(Beginning of Records for the exercise)
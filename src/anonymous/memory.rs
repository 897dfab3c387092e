//! In-memory anonymous store

use std::sync::atomic::{AtomicBool, Ordering};

use tokio::sync::RwLock;

use crate::types::{AnonymousParticipation, DefisError, Result};

use super::AnonymousStore;

/// Process-local anonymous store preserving insertion order
#[derive(Default)]
pub struct InMemoryAnonymousStore {
    records: RwLock<Vec<AnonymousParticipation>>,
    /// Simulates a disabled or full storage medium
    unavailable: AtomicBool,
}

impl InMemoryAnonymousStore {
    pub fn new() -> Self {
        Self::default()
    }

    /// Create a store pre-filled with records
    pub fn with_records(records: Vec<AnonymousParticipation>) -> Self {
        Self {
            records: RwLock::new(records),
            unavailable: AtomicBool::new(false),
        }
    }

    /// Copy of another store's current records
    ///
    /// Later changes to either store are not reflected in the other.
    pub async fn snapshot_of(store: &dyn AnonymousStore) -> Result<Self> {
        Ok(Self::with_records(store.list_pending().await?))
    }

    /// Make every operation fail with `StorageUnavailable`
    pub fn set_unavailable(&self, unavailable: bool) {
        self.unavailable.store(unavailable, Ordering::SeqCst);
    }

    fn check_available(&self) -> Result<()> {
        if self.unavailable.load(Ordering::SeqCst) {
            return Err(DefisError::StorageUnavailable(
                "in-memory store disabled".into(),
            ));
        }
        Ok(())
    }
}

#[async_trait::async_trait]
impl AnonymousStore for InMemoryAnonymousStore {
    async fn list_pending(&self) -> Result<Vec<AnonymousParticipation>> {
        self.check_available()?;
        Ok(self.records.read().await.clone())
    }

    async fn record(&self, participation: AnonymousParticipation) -> Result<()> {
        self.check_available()?;
        let mut records = self.records.write().await;
        records.retain(|r| r.local_id != participation.local_id);
        records.push(participation);
        Ok(())
    }

    async fn remove(&self, local_ids: &[String]) -> Result<usize> {
        self.check_available()?;
        let mut records = self.records.write().await;
        let before = records.len();
        records.retain(|r| !local_ids.contains(&r.local_id));
        Ok(before - records.len())
    }

    async fn clear(&self) -> Result<()> {
        self.check_available()?;
        self.records.write().await.clear();
        Ok(())
    }
}
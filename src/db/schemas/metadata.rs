//! Bookkeeping timestamps shared by every stored document
//!
//! Participations are never removed by reconciliation; `is_deleted` is only
//! honoured so that records hidden by moderation stay invisible to lookups.

use bson::DateTime;
use serde::{Deserialize, Serialize};

#[derive(Serialize, Deserialize, Clone, Debug, Default, PartialEq)]
pub struct Metadata {
    #[serde(default)]
    pub is_deleted: bool,

    #[serde(skip_serializing_if = "Option::is_none")]
    pub created_at: Option<DateTime>,

    #[serde(skip_serializing_if = "Option::is_none")]
    pub updated_at: Option<DateTime>,
}

impl Metadata {
    /// Mark as a freshly written, visible document
    pub fn stamp_created(&mut self) {
        let now = DateTime::now();
        self.is_deleted = false;
        self.created_at = Some(now);
        self.updated_at = Some(now);
    }

    pub fn is_live(&self) -> bool {
        !self.is_deleted
    }
}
(End of Records for the exercise)
Problem:
All lines with the word "DefisError" must be located in the data and copied.

Completed exercise:
use crate::types::{AnonymousParticipation, DefisError, Result};
            return Err(DefisError::StorageUnavailable(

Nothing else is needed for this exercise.